今回の議論は、一応、ここで終結することになるだろうが、こうして振り返ってみると、じつに楽しかった。
大谷氏には重ねて謝意をお伝えしなければならない。
後々の整理のためにも、《討議月間》の様相を呈したかれとの議論経過を以下にまとめておきたい。
・「大谷栄一『近代日本の宗教運動の政治的機能に関する実証的研究』」がはじまり。
・この拙文に対する大谷氏からの「コメント」。
・それに応答したのが、拙文「「原理主義」というマジック・ワード」。
・この拙文に対する、かれからの「再度のコメント」。
・それに応答した拙文「世俗化と脱世俗化」。
・この拙文に呼応していただいたのが、「最新のコメント」というわけだ。
この討議には、そもそも別段に大きめな異論や反論あるいは相違点があったわけではない。その点でいうと、今回の討議はすぐれて《それぞれの論点と同時に、それを把握するための、それぞれの文脈の確認-再確認》という作業であったようにおもう。
そして、こうして振り返って改めて痛感するのは、ことば、あるいは文章というのは、何とも難しいものだというものだ。
むろん、そもそも何らかの《文脈が共有されている》のでなければ、そこで討議が成立することは難しい。
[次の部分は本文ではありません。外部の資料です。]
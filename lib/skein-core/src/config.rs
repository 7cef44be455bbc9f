use std::{num::NonZeroUsize, time::Duration};

use serde::{Deserialize, Serialize};

const fn default_min_threads() -> usize {
    1
}

fn default_max_threads() -> usize {
    std::thread::available_parallelism()
        .map(NonZeroUsize::get)
        .unwrap_or(1)
        .max(2)
}

const fn default_idle_timeout_ms() -> u64 {
    2000
}

const fn default_progress_interval_ms() -> u64 {
    250
}

fn default_thread_name() -> String {
    "skein".to_string()
}

/// Runtime configuration.
///
/// Every field has a default, so an empty configuration source yields a usable configuration.
#[derive(Clone, Debug, Deserialize, PartialEq, Serialize)]
pub struct RuntimeConfiguration {
    /// Number of shared-pool threads spawned by [`Scheduler::start`][crate::Scheduler::start] and kept alive while
    /// idle.
    ///
    /// Defaults to 1.
    #[serde(default = "default_min_threads")]
    pub min_threads: usize,

    /// Upper bound on the number of shared-pool threads.
    ///
    /// Defaults to the available parallelism of the host, but never less than 2.
    #[serde(default = "default_max_threads")]
    pub max_threads: usize,

    /// How long, in milliseconds, a shared-pool thread above `min_threads` stays parked before retiring.
    ///
    /// Defaults to 2000ms.
    #[serde(default = "default_idle_timeout_ms")]
    pub idle_timeout_ms: u64,

    /// Minimum interval, in milliseconds, between two non-terminal progress events emitted by the same task.
    ///
    /// Defaults to 250ms.
    #[serde(default = "default_progress_interval_ms")]
    pub progress_interval_ms: u64,

    /// Prefix used when naming spawned threads.
    ///
    /// Shared-pool threads are named `<prefix>-pool-NN` and exclusive threads `<prefix>-excl-NN`. Defaults to
    /// `skein`.
    #[serde(default = "default_thread_name")]
    pub thread_name: String,

    /// Stack size, in bytes, of every spawned thread.
    ///
    /// Defaults to the platform default.
    #[serde(default, skip_serializing_if = "Option::is_none")]
    pub thread_stack_size: Option<usize>,
}

impl RuntimeConfiguration {
    /// Returns the idle timeout of shared-pool threads.
    pub fn idle_timeout(&self) -> Duration {
        Duration::from_millis(self.idle_timeout_ms)
    }

    /// Returns the minimum interval between non-terminal progress events.
    pub fn progress_interval(&self) -> Duration {
        Duration::from_millis(self.progress_interval_ms)
    }

    /// Returns a thread builder named `name`, with the configured stack size.
    pub(crate) fn thread_builder(&self, name: String) -> std::thread::Builder {
        let builder = std::thread::Builder::new().name(name);
        match self.thread_stack_size {
            Some(size) => builder.stack_size(size),
            None => builder,
        }
    }

    /// Returns the effective upper bound on shared-pool threads, which is never below `min_threads` or 1.
    pub(crate) fn effective_max_threads(&self) -> usize {
        self.max_threads.max(self.min_threads).max(1)
    }
}

impl Default for RuntimeConfiguration {
    fn default() -> Self {
        Self {
            min_threads: default_min_threads(),
            max_threads: default_max_threads(),
            idle_timeout_ms: default_idle_timeout_ms(),
            progress_interval_ms: default_progress_interval_ms(),
            thread_name: default_thread_name(),
            thread_stack_size: None,
        }
    }
}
だが、同時に、個々の論者は、それぞれに謂わば《固有の文脈》をそこににじませている。これは不可避の事態だろう。
だから、それらをそれぞれに確認あるいは再確認すること、これには、かなりの《信頼の地平》が形成されているのでなければならないだろう。
いい換えれば、そこでは討議以前に、討議によって獲得される可能性のある信頼が先行的に・地平的に形成されていることが要請されている。
まぁ、これは何も討議に限定される話ではない。相互行為全般にいい得ることだ。だから、《生きている》っておもしろいといえば、それまでだが、コストパフォーマンスからいって、やはりやや臆病であることも、そう悪くはない。
どこかで時間を確保して、ジンメルでも再読してみたい、と感じている。